A BDR (Business Development Representative) is the sales professional whose entire job is to open doors, not close them. They identify outbound leads, qualify prospects through cold calling and email prospecting, and hand those leads to an Account Executive to close. They keep your sales pipeline moving without ever being responsible for the final deal.
What Is a BDR in Sales?
A Business Development Representative is a sales development professional focused entirely on generating new sales opportunities. They research target accounts, initiate contact with cold prospects, qualify those leads against defined criteria, and pass them forward to an Account Executive. They do not run the full sales cycle and they do not close deals.
The BDR role became mainstream in B2B sales in the early 2000s and has since become a cornerstone of any serious sales development team, particularly in B2B SaaS, enterprise sales, and complex professional services environments.
What Does BDR Stand For in Business?
BDR stands for Business Development Representative. In a B2B sales context, it describes the outbound-focused role on a sales development team. Some companies use it interchangeably with SDR, but ideally the two are distinct. The BDR owns outbound prospecting. The SDR handles inbound lead qualification. Same goal, different starting point.
What Is a BDR Job Like Day to Day?
A typical BDR day runs on structure and volume. The role involves cold calling, cold emailing, social selling, and deep research. Most BDRs work through a multi-touch cadence, meaning they contact the same prospect multiple times across different channels before qualifying them or moving on.

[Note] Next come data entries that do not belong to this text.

//! Network services for the deck (feature-gated).
//!
//! - [`shared`] - mutex-serialized access to one [`DeckController`]
//! - [`web`] - the axum HTTP front end for the text protocol
//!
//! [`DeckController`]: crate::deck::DeckController

pub mod shared;
pub mod web;

pub use shared::SharedDeck;
pub use web::{build_router, run_server, WebServerConfig};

They book discovery calls and transition qualified leads to an Account Executive. It is an active, high-output, entry-level-to-mid sales role that demands persistence and strong communication skills every single day.
What Does a Business Development Representative Do?

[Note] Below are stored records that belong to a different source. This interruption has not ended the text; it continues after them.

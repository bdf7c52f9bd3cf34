//! Shared domain types for the job layer

use serde::{Deserialize, Serialize};

use crate::bacnet::{AddressSpec, ObjectId};

/// Separator between device and point names in point ids
pub const POINT_ID_SEPARATOR: char = '.';

/// Build the `deviceName.pointName` id of a point
pub fn point_id(device_name: &str, point_name: &str) -> String {
    format!("{device_name}{POINT_ID_SEPARATOR}{point_name}")
}

/// A validated device record
#[derive(Debug, Clone, PartialEq, Eq, Serialize, Deserialize)]
#[serde(rename_all = "camelCase")]
pub struct Device {
    #[serde(rename = "deviceName")]
    pub name: String,
    pub device_id: u32,
    pub network: Option<u16>,
    /// IP address with optional port
    pub address: String,
    pub link_address: Option<Vec<u8>>,
    pub segmentation: Option<u32>,
    pub max_message_size: Option<u32>,
    pub vendor_id: u32,
}

impl Device {
    /// Where requests for this device are sent
    pub fn address_spec(&self) -> AddressSpec {
        match (self.network, &self.link_address) {
            (Some(network), Some(link)) if !link.is_empty() => AddressSpec::Routed {
                address: self.address.clone(),
                network,
                link_address: link.clone(),
            },
            _ => AddressSpec::Direct {
                address: self.address.clone(),
            },
        }
    }

    pub fn object(&self) -> ObjectId {
        ObjectId::device(self.device_id)
    }
}

/// A validated point record
#[derive(Debug, Clone, PartialEq, Serialize, Deserialize)]
#[serde(rename_all = "camelCase")]
pub struct PointDescriptor {
    pub device_name: String,
    pub point_name: String,
    pub object_type: u32,
    pub object_instance: u32,
    pub property_id: u32,
    /// Application tag used when writing
    pub value_type: u8,
    /// Last known value, informational
    pub value: serde_json::Value,
    /// Formatting descriptor, see `facets`
    pub facets: String,
    /// Write priority 1 to 16; 0 means the point is not writable
    pub priority: u8,
}

impl PointDescriptor {
    pub fn id(&self) -> String {
        point_id(&self.device_name, &self.point_name)
    }

    pub fn object(&self) -> ObjectId {
        ObjectId::new(self.object_type, self.object_instance)
    }
}

/// Which objects point discovery reports
#[derive(Debug, Clone, Copy, Default, PartialEq, Eq, Serialize, Deserialize)]
#[serde(rename_all = "snake_case")]
pub enum DiscoverMode {
    /// Analog, binary and multi-state objects only
    #[default]
    Basic,
    /// Every object in the object list
    Full,
}

#[cfg(test)]
mod tests {
    use super::*;

    fn device(network: Option<u16>, link_address: Option<Vec<u8>>) -> Device {
        Device {
            name: "BMS".to_string(),
            device_id: 1,
            network,
            address: "192.168.1.100".to_string(),
            link_address,
            segmentation: None,
            max_message_size: Some(1476),
            vendor_id: 36,
        }
    }

    #[test]
    fn test_address_spec() {
        assert_eq!(
            device(None, None).address_spec(),
            AddressSpec::Direct {
                address: "192.168.1.100".to_string()
            }
        );
        assert_eq!(
            device(Some(5), Some(vec![7])).address_spec(),
            AddressSpec::Routed {
                address: "192.168.1.100".to_string(),
                network: 5,
                link_address: vec![7],
            }
        );
        assert!(matches!(
            device(Some(5), None).address_spec(),
            AddressSpec::Direct { .. }
        ));
    }

    #[test]
    fn test_device_serializes_camel_case() {
        let json = serde_json::to_value(device(None, None)).unwrap();
        assert_eq!(json["deviceName"], "BMS");
        assert_eq!(json["maxMessageSize"], 1476);
        assert_eq!(json["network"], serde_json::Value::Null);
    }
}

The role is broader than most people realize. Cold calling is the most visible part but it is far from the only responsibility. Here is the full job descriptions:
- Research: Every BDR starts with research. They study competitors, prospect lists, buyer personas, market trends, and company history before ever picking up the phone. An updated knowledge base is essential.
- Developing growth opportunities: BDRs identify ways to expand company reach beyond just direct sales calls, including stakeholder relationships and market management.
- Strategy testing: They run small-scale experiments like A/B tests on email subject lines and mini product launches before anything rolls out company-wide.
- Cross-departmental management: BDRs coordinate between sales, marketing, and operations on larger initiatives, acting as a neutral bridge between departments.
- Strategic partnerships: They build and manage relationships with vendors, distributors, and potential partners. Not every valuable relationship leads to a direct sale.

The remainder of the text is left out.